Look for the line containing "Error::io(path, e.into())" in the listing below. Retype that line and every subsequent line through the last one, and only those.
Available data section start
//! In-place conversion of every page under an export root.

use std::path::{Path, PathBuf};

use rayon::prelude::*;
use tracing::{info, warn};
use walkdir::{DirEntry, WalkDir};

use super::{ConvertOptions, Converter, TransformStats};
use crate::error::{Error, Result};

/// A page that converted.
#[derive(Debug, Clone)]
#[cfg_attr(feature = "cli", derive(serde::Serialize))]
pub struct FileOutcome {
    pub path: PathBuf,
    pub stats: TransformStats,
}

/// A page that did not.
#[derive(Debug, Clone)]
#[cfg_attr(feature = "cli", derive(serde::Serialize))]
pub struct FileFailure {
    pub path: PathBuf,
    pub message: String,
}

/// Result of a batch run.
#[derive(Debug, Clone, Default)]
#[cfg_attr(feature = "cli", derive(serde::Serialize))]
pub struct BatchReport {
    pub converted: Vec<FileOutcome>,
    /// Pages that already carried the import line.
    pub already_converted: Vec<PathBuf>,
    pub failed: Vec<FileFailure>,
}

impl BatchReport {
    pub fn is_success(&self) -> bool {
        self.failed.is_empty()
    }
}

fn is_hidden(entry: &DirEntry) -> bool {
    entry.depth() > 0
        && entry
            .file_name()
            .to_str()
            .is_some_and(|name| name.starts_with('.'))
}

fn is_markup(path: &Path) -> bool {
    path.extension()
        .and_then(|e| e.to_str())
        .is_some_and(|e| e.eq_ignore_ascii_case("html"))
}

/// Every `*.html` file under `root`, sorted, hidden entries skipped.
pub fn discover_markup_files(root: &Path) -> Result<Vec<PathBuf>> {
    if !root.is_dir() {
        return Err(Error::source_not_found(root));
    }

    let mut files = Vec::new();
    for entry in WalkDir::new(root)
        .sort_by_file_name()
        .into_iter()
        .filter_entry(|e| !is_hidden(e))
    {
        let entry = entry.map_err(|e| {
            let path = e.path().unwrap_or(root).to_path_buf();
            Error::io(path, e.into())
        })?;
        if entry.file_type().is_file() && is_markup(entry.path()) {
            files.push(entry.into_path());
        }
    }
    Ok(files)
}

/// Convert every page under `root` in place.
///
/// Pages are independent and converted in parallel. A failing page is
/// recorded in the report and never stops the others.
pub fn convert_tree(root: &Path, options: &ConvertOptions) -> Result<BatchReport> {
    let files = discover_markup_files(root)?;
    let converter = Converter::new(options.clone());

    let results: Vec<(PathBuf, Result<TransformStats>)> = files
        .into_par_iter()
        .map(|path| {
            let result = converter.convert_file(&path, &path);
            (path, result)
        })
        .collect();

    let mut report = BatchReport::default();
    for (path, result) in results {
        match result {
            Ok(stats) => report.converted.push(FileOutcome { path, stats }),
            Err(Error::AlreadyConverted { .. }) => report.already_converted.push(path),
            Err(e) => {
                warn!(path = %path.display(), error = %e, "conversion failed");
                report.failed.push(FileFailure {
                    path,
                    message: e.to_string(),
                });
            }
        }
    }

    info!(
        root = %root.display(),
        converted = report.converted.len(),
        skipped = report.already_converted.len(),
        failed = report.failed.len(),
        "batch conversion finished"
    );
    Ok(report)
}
Available data section end
Exercise answer.
            Error::io(path, e.into())
        })?;
        if entry.file_type().is_file() && is_markup(entry.path()) {
            files.push(entry.into_path());
        }
    }
    Ok(files)
}

/// Convert every page under `root` in place.
///
/// Pages are independent and converted in parallel. A failing page is
/// recorded in the report and never stops the others.
pub fn convert_tree(root: &Path, options: &ConvertOptions) -> Result<BatchReport> {
    let files = discover_markup_files(root)?;
    let converter = Converter::new(options.clone());

    let results: Vec<(PathBuf, Result<TransformStats>)> = files
        .into_par_iter()
        .map(|path| {
            let result = converter.convert_file(&path, &path);
            (path, result)
        })
        .collect();

    let mut report = BatchReport::default();
    for (path, result) in results {
        match result {
            Ok(stats) => report.converted.push(FileOutcome { path, stats }),
            Err(Error::AlreadyConverted { .. }) => report.already_converted.push(path),
            Err(e) => {
                warn!(path = %path.display(), error = %e, "conversion failed");
                report.failed.push(FileFailure {
                    path,
                    message: e.to_string(),
                });
            }
        }
    }

    info!(
        root = %root.display(),
        converted = report.converted.len(),
        skipped = report.already_converted.len(),
        failed = report.failed.len(),
        "batch conversion finished"
    );
    Ok(report)
}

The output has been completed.